═══ Input ═══

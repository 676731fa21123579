//! Remux and transcode execution.

use std::path::{Path, PathBuf};
use stash_models::EncodingConfig;
use tracing::{debug, info};

use crate::command::{Encoder, FfmpegCommand};
use crate::error::{MediaError, MediaResult};
use crate::policy::{TranscodeDecision, TranscodeTarget};
use crate::probe::ProbeResult;

/// Result of carrying out a [`TranscodeDecision`].
#[derive(Debug, Clone, PartialEq, Eq)]
pub enum TranscodeOutcome {
    /// Source already web-ready; nothing written.
    Skipped,
    /// Streams copied into an mp4 at this path.
    Remuxed(PathBuf),
    /// Re-encoded output at this path.
    Transcoded(PathBuf),
    /// Re-encode produced a bigger file than the source; output deleted.
    DiscardedLarger { output_bytes: u64, original_bytes: u64 },
}

impl TranscodeOutcome {
    /// File to attach as the transcoded rendition, if any.
    pub fn output(&self) -> Option<&Path> {
        match self {
            TranscodeOutcome::Remuxed(path) | TranscodeOutcome::Transcoded(path) => Some(path),
            TranscodeOutcome::Skipped | TranscodeOutcome::DiscardedLarger { .. } => None,
        }
    }

    /// Log/metric label.
    pub fn as_str(&self) -> &'static str {
        match self {
            TranscodeOutcome::Skipped => "skipped",
            TranscodeOutcome::Remuxed(_) => "remuxed",
            TranscodeOutcome::Transcoded(_) => "transcoded",
            TranscodeOutcome::DiscardedLarger { .. } => "discarded_larger",
        }
    }
}

/// Stream-copy into mp4 with fast-start.
pub fn remux_command(source: &Path, output: &Path) -> FfmpegCommand {
    FfmpegCommand::new(source, output).stream_copy().faststart()
}

/// Full H.264/AAC re-encode at `target`.
pub fn transcode_command(
    source: &Path,
    output: &Path,
    target: TranscodeTarget,
    config: &EncodingConfig,
) -> FfmpegCommand {
    FfmpegCommand::new(source, output)
        .scale(target.width, target.height)
        .output_args(config.to_ffmpeg_args())
}

/// Carry out `decision` for `source`, writing to `output`.
///
/// A full transcode whose output is larger than the source is discarded.
/// Remux output is kept regardless of size.
pub async fn run_transcode(
    encoder: &dyn Encoder,
    decision: TranscodeDecision,
    source: &Path,
    probe: &ProbeResult,
    output: &Path,
    config: &EncodingConfig,
) -> MediaResult<TranscodeOutcome> {
    match decision {
        TranscodeDecision::Skip => {
            debug!("Source is web-ready, skipping transcode");
            Ok(TranscodeOutcome::Skipped)
        }
        TranscodeDecision::Remux => {
            encoder.run(&remux_command(source, output)).await?;
            output_size(output).await?;
            Ok(TranscodeOutcome::Remuxed(output.to_path_buf()))
        }
        TranscodeDecision::FullTranscode(target) => {
            encoder
                .run(&transcode_command(source, output, target, config))
                .await?;
            let output_bytes = output_size(output).await?;
            let original_bytes = match probe.byte_size {
                0 => tokio::fs::metadata(source).await?.len(),
                n => n,
            };

            if output_bytes > original_bytes {
                info!(
                    output_bytes,
                    original_bytes, "Transcoded output larger than original, discarding"
                );
                tokio::fs::remove_file(output).await?;
                return Ok(TranscodeOutcome::DiscardedLarger {
                    output_bytes,
                    original_bytes,
                });
            }

            Ok(TranscodeOutcome::Transcoded(output.to_path_buf()))
        }
    }
}

async fn output_size(output: &Path) -> MediaResult<u64> {
    match tokio::fs::metadata(output).await {
        Ok(meta) if meta.len() > 0 => Ok(meta.len()),
        _ => Err(MediaError::OutputMissing(output.to_path_buf())),
    }
}

#[cfg(test)]
mod tests {
    use super::*;
    use async_trait::async_trait;
    use std::sync::Mutex;

    /// Writes `size` bytes to the command's output and remembers the args.
    struct SizedEncoder {
        size: Option<usize>,
        calls: Mutex<Vec<Vec<String>>>,
    }

    impl SizedEncoder {
        fn writing(size: usize) -> Self {
            Self {
                size: Some(size),
                calls: Mutex::new(Vec::new()),
            }
        }

        fn silent() -> Self {
            Self {
                size: None,
                calls: Mutex::new(Vec::new()),
            }
        }
    }

    #[async_trait]
    impl Encoder for SizedEncoder {
        async fn run(&self, cmd: &FfmpegCommand) -> MediaResult<()> {
            self.calls.lock().unwrap().push(cmd.build_args());
            if let Some(size) = self.size {
                tokio::fs::write(cmd.output_path(), vec![0u8; size]).await?;
            }
            Ok(())
        }
    }

    fn probe(byte_size: u64) -> ProbeResult {
        ProbeResult {
            video_codec: Some("vp9".into()),
            audio_codec: Some("opus".into()),
            width: 1280,
            height: 720,
            duration: 10.0,
            container: "webm".into(),
            byte_size,
            valid: true,
        }
    }

    const TARGET: TranscodeTarget = TranscodeTarget {
        width: 1280,
        height: 720,
    };

    #[tokio::test]
    async fn test_skip_runs_nothing() {
        let encoder = SizedEncoder::writing(10);
        let dir = tempfile::tempdir().unwrap();
        let out = dir.path().join("out.mp4");

        let outcome = run_transcode(
            &encoder,
            TranscodeDecision::Skip,
            Path::new("in.mp4"),
            &probe(100),
            &out,
            &EncodingConfig::default(),
        )
        .await
        .unwrap();

        assert_eq!(outcome, TranscodeOutcome::Skipped);
        assert!(outcome.output().is_none());
        assert!(encoder.calls.lock().unwrap().is_empty());
    }

    #[tokio::test]
    async fn test_remux_kept_even_if_larger() {
        let encoder = SizedEncoder::writing(500);
        let dir = tempfile::tempdir().unwrap();
        let out = dir.path().join("out.mp4");

        let outcome = run_transcode(
            &encoder,
            TranscodeDecision::Remux,
            Path::new("in.mov"),
            &probe(100),
            &out,
            &EncodingConfig::default(),
        )
        .await
        .unwrap();

        assert_eq!(outcome, TranscodeOutcome::Remuxed(out.clone()));
        let args = encoder.calls.lock().unwrap()[0].join(" ");
        assert!(args.contains("-c copy -movflags +faststart"));
    }

    #[tokio::test]
    async fn test_full_transcode_args_and_output() {
        let encoder = SizedEncoder::writing(50);
        let dir = tempfile::tempdir().unwrap();
        let out = dir.path().join("out.mp4");

        let outcome = run_transcode(
            &encoder,
            TranscodeDecision::FullTranscode(TARGET),
            Path::new("in.webm"),
            &probe(100),
            &out,
            &EncodingConfig::default(),
        )
        .await
        .unwrap();

        assert_eq!(outcome.output(), Some(out.as_path()));
        let args = encoder.calls.lock().unwrap()[0].join(" ");
        for expected in [
            "scale=1280:720",
            "-c:v libx264",
            "-preset fast",
            "-crf 28",
            "-pix_fmt yuv420p",
            "-c:a aac",
            "-movflags +faststart",
        ] {
            assert!(args.contains(expected), "missing {expected} in {args}");
        }
    }

    #[tokio::test]
    async fn test_larger_transcode_discarded() {
        let encoder = SizedEncoder::writing(101);
        let dir = tempfile::tempdir().unwrap();
        let out = dir.path().join("out.mp4");

        let outcome = run_transcode(
            &encoder,
            TranscodeDecision::FullTranscode(TARGET),
            Path::new("in.webm"),
            &probe(100),
            &out,
            &EncodingConfig::default(),
        )
        .await
        .unwrap();

        assert_eq!(
            outcome,
            TranscodeOutcome::DiscardedLarger {
                output_bytes: 101,
                original_bytes: 100
            }
        );
        assert!(!out.exists());
    }

    #[tokio::test]
    async fn test_equal_size_kept() {
        let encoder = SizedEncoder::writing(100);
        let dir = tempfile::tempdir().unwrap();
        let out = dir.path().join("out.mp4");

        let outcome = run_transcode(
            &encoder,
            TranscodeDecision::FullTranscode(TARGET),
            Path::new("in.webm"),
            &probe(100),
            &out,
            &EncodingConfig::default(),
        )
        .await
        .unwrap();

        assert!(matches!(outcome, TranscodeOutcome::Transcoded(_)));
    }

    #[tokio::test]
    async fn test_original_size_falls_back_to_file() {
        let encoder = SizedEncoder::writing(64);
        let dir = tempfile::tempdir().unwrap();
        let src = dir.path().join("original.webm");
        std::fs::write(&src, vec![1u8; 32]).unwrap();
        let out = dir.path().join("out.mp4");

        let outcome = run_transcode(
            &encoder,
            TranscodeDecision::FullTranscode(TARGET),
            &src,
            &probe(0),
            &out,
            &EncodingConfig::default(),
        )
        .await
        .unwrap();

        assert_eq!(
            outcome,
            TranscodeOutcome::DiscardedLarger {
                output_bytes: 64,
                original_bytes: 32
            }
        );
    }

    #[tokio::test]
    async fn test_missing_output_is_error() {
        let encoder = SizedEncoder::silent();
        let dir = tempfile::tempdir().unwrap();
        let out = dir.path().join("out.mp4");

        let err = run_transcode(
            &encoder,
            TranscodeDecision::Remux,
            Path::new("in.mov"),
            &probe(100),
            &out,
            &EncodingConfig::default(),
        )
        .await
        .unwrap_err();

        assert!(matches!(err, MediaError::OutputMissing(_)));
    }
}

═══

▶ **Problem details**: In the listing, find every line with the word "Remuxed" and return it.

▶ **Response**:
    Remuxed(PathBuf),
            TranscodeOutcome::Remuxed(path) | TranscodeOutcome::Transcoded(path) => Some(path),
            TranscodeOutcome::Remuxed(_) => "remuxed",
            Ok(TranscodeOutcome::Remuxed(output.to_path_buf()))
        assert_eq!(outcome, TranscodeOutcome::Remuxed(out.clone()));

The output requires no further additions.